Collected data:
◇ ◇ ◇ ◇ ◇
//! Keyword extraction.
//!
//! Candidates are single words and 2-3 word phrases built from adjacent
//! words of the same sentence. Single-word candidates may not be stop words;
//! phrases may contain stop words in the middle but may not start or end on
//! one ("search engine optimization", "return on investment").
//!
//! Ranking is fully deterministic:
//!
//! 1. occurrence count, descending
//! 2. candidate length in characters, descending (more specific phrases first)
//! 3. first occurrence position, ascending
//!
//! # Examples
//!
//! ```
//! use seoscribe::seo::keywords::KeywordExtractor;
//!
//! let extractor = KeywordExtractor::new();
//! let keywords = extractor.extract(
//!     "Rust makes systems programming safe. Rust is fast.",
//!     2,
//! );
//! // "rust" occurs twice; among single occurrences the longest phrase wins.
//! assert_eq!(keywords, vec!["rust", "makes systems programming"]);
//! ```

use std::cmp::Ordering;
use std::collections::HashMap;
use std::sync::Arc;

use serde::{Deserialize, Serialize};

use crate::analysis::analyzer::ContentAnalyzer;
use crate::analysis::token::Token;
use crate::analysis::token_filter::stop::StopFilter;

/// Longest phrase considered, in words.
pub const MAX_PHRASE_WORDS: usize = 3;

/// A ranked keyword or phrase.
#[derive(Debug, Clone, PartialEq, Serialize, Deserialize)]
#[serde(rename_all = "camelCase")]
pub struct KeywordCandidate {
    /// Normalized text: lowercase words joined by single spaces.
    pub text: String,
    /// Raw number of occurrences.
    pub count: usize,
    /// `count / total words`, as a fraction in `[0, 1]`.
    pub density: f64,
    /// Token position of the first occurrence.
    pub first_position: usize,
}

impl KeywordCandidate {
    /// Number of words in the candidate.
    pub fn word_count(&self) -> usize {
        self.text.split(' ').count()
    }

    fn rank(&self, other: &Self) -> Ordering {
        other
            .count
            .cmp(&self.count)
            .then_with(|| other.text.chars().count().cmp(&self.text.chars().count()))
            .then_with(|| self.first_position.cmp(&other.first_position))
    }
}

/// Ranks keyword candidates over lowercased, stop-word-marked tokens.
#[derive(Debug, Clone)]
pub struct KeywordExtractor {
    analyzer: ContentAnalyzer,
    max_phrase_words: usize,
}

impl KeywordExtractor {
    /// Create an extractor using the default English stop words.
    pub fn new() -> Self {
        Self::with_stop_filter(StopFilter::new())
    }

    /// Create an extractor with a custom stop filter.
    pub fn with_stop_filter(stop_filter: StopFilter) -> Self {
        let analyzer = ContentAnalyzer::standard()
            .add_filter(Arc::new(stop_filter.remove_stopped(false)))
            .with_name("keyword");

        KeywordExtractor {
            analyzer,
            max_phrase_words: MAX_PHRASE_WORDS,
        }
    }

    /// Limit phrases to at most `words` words (minimum 1).
    pub fn max_phrase_words(mut self, words: usize) -> Self {
        self.max_phrase_words = words.max(1);
        self
    }

    /// All distinct candidates in rank order.
    pub fn rank_candidates(&self, content: &str) -> Vec<KeywordCandidate> {
        let stream = self.analyzer.analyze(content);
        let total_words = stream.word_count();
        if total_words == 0 {
            return Vec::new();
        }

        let mut candidates: Vec<KeywordCandidate> = Vec::new();
        let mut index: HashMap<String, usize> = HashMap::new();

        for span in stream.sentences() {
            let tokens = stream.sentence_tokens(span);
            for start in 0..tokens.len() {
                for words in 1..=self.max_phrase_words {
                    let Some(window) = tokens.get(start..start + words) else {
                        break;
                    };
                    if !is_candidate(window) {
                        continue;
                    }

                    let text = join_words(window);
                    match index.get(&text) {
                        Some(&i) => candidates[i].count += 1,
                        None => {
                            index.insert(text.clone(), candidates.len());
                            candidates.push(KeywordCandidate {
                                text,
                                count: 1,
                                density: 0.0,
                                first_position: window[0].position,
                            });
                        }
                    }
                }
            }
        }

        for candidate in &mut candidates {
            candidate.density = candidate.count as f64 / total_words as f64;
        }
        candidates.sort_by(KeywordCandidate::rank);

        log::trace!(
            "ranked {} keyword candidates over {} words",
            candidates.len(),
            total_words
        );
        candidates
    }

    /// The top `count` candidate texts. Never pads; `count = 0` is empty.
    pub fn extract(&self, content: &str, count: usize) -> Vec<String> {
        if count == 0 {
            return Vec::new();
        }
        self.rank_candidates(content)
            .into_iter()
            .take(count)
            .map(|candidate| candidate.text)
            .collect()
    }
}

impl Default for KeywordExtractor {
    fn default() -> Self {
        Self::new()
    }
}

fn is_candidate(window: &[Token]) -> bool {
    match (window.first(), window.last()) {
        (Some(first), Some(last)) => !first.is_stopped() && !last.is_stopped(),
        _ => false,
    }
}

fn join_words(window: &[Token]) -> String {
    window
        .iter()
        .map(|token| token.text.as_str())
        .collect::<Vec<_>>()
        .join(" ")
}

#[cfg(test)]
mod tests {
    use super::*;

    #[test]
    fn test_stop_words_only() {
        let extractor = KeywordExtractor::new();
        assert!(extractor.extract("the the the a an", 5).is_empty());
        assert!(extractor.rank_candidates("the the the a an").is_empty());
    }

    #[test]
    fn test_count_zero_and_empty_content() {
        let extractor = KeywordExtractor::new();
        assert!(extractor.extract("Rust is fast", 0).is_empty());
        assert!(extractor.extract("", 5).is_empty());
        assert!(extractor.extract("   ", 5).is_empty());
    }

    #[test]
    fn test_ranking_rules() {
        let extractor = KeywordExtractor::new();
        let candidates =
            extractor.rank_candidates("SEO is great. SEO helps websites rank better. Great content wins.");

        // Count first: "great" and "seo" both occur twice, longer text wins the tie.
        assert_eq!(candidates[0].text, "great");
        assert_eq!(candidates[0].count, 2);
        assert_eq!(candidates[1].text, "seo");
        assert_eq!(candidates[1].count, 2);
        assert!((candidates[1].density - 2.0 / 11.0).abs() < 1e-12);

        // Then single occurrences, longest first.
        assert_eq!(candidates[2].text, "websites rank better");
        assert_eq!(candidates[3].text, "helps websites rank");
        assert!(candidates[2..].iter().all(|c| c.count == 1));
    }

    #[test]
    fn test_position_breaks_remaining_ties() {
        let extractor = KeywordExtractor::new();
        let keywords = extractor.extract("alpha. gamma. delta", 3);
        assert_eq!(keywords, vec!["alpha", "gamma", "delta"]);
    }

    #[test]
    fn test_phrases_stay_inside_sentences() {
        let extractor = KeywordExtractor::new();
        let candidates = extractor.rank_candidates("Digital. Marketing");
        assert!(candidates.iter().all(|c| c.text != "digital marketing"));
    }

    #[test]
    fn test_phrases_cannot_start_or_end_with_stop_words() {
        let extractor = KeywordExtractor::new();
        let texts: Vec<String> = extractor
            .rank_candidates("return on investment matters")
            .into_iter()
            .map(|c| c.text)
            .collect();

        assert!(texts.contains(&"return on investment".to_string()));
        assert!(!texts.contains(&"return on".to_string()));
        assert!(!texts.contains(&"on investment".to_string()));
        assert!(!texts.contains(&"on".to_string()));
    }

    #[test]
    fn test_case_and_punctuation_dedup() {
        let extractor = KeywordExtractor::new();
        let candidates = extractor.rank_candidates("Rust, rust; RUST! (rust)");
        let rust: Vec<_> = candidates.iter().filter(|c| c.text == "rust").collect();
        assert_eq!(rust.len(), 1);
        assert_eq!(rust[0].count, 4);
    }

    #[test]
    fn test_never_pads() {
        let extractor = KeywordExtractor::new();
        let keywords = extractor.extract("Lonely word", 10);
        // "lonely", "word", "lonely word"
        assert_eq!(keywords.len(), 3);
        assert_eq!(keywords[0], "lonely word");
    }

    #[test]
    fn test_max_phrase_words() {
        let extractor = KeywordExtractor::new().max_phrase_words(1);
        let candidates = extractor.rank_candidates("search engine optimization tips");
        assert!(candidates.iter().all(|c| c.word_count() == 1));
        assert_eq!(candidates.len(), 4);
    }
}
◇ ◇ ◇ ◇ ◇
- [What you need to do]: Only a number should be returned: the count of lines above that include "over".

- [Reply to the exercise]: 2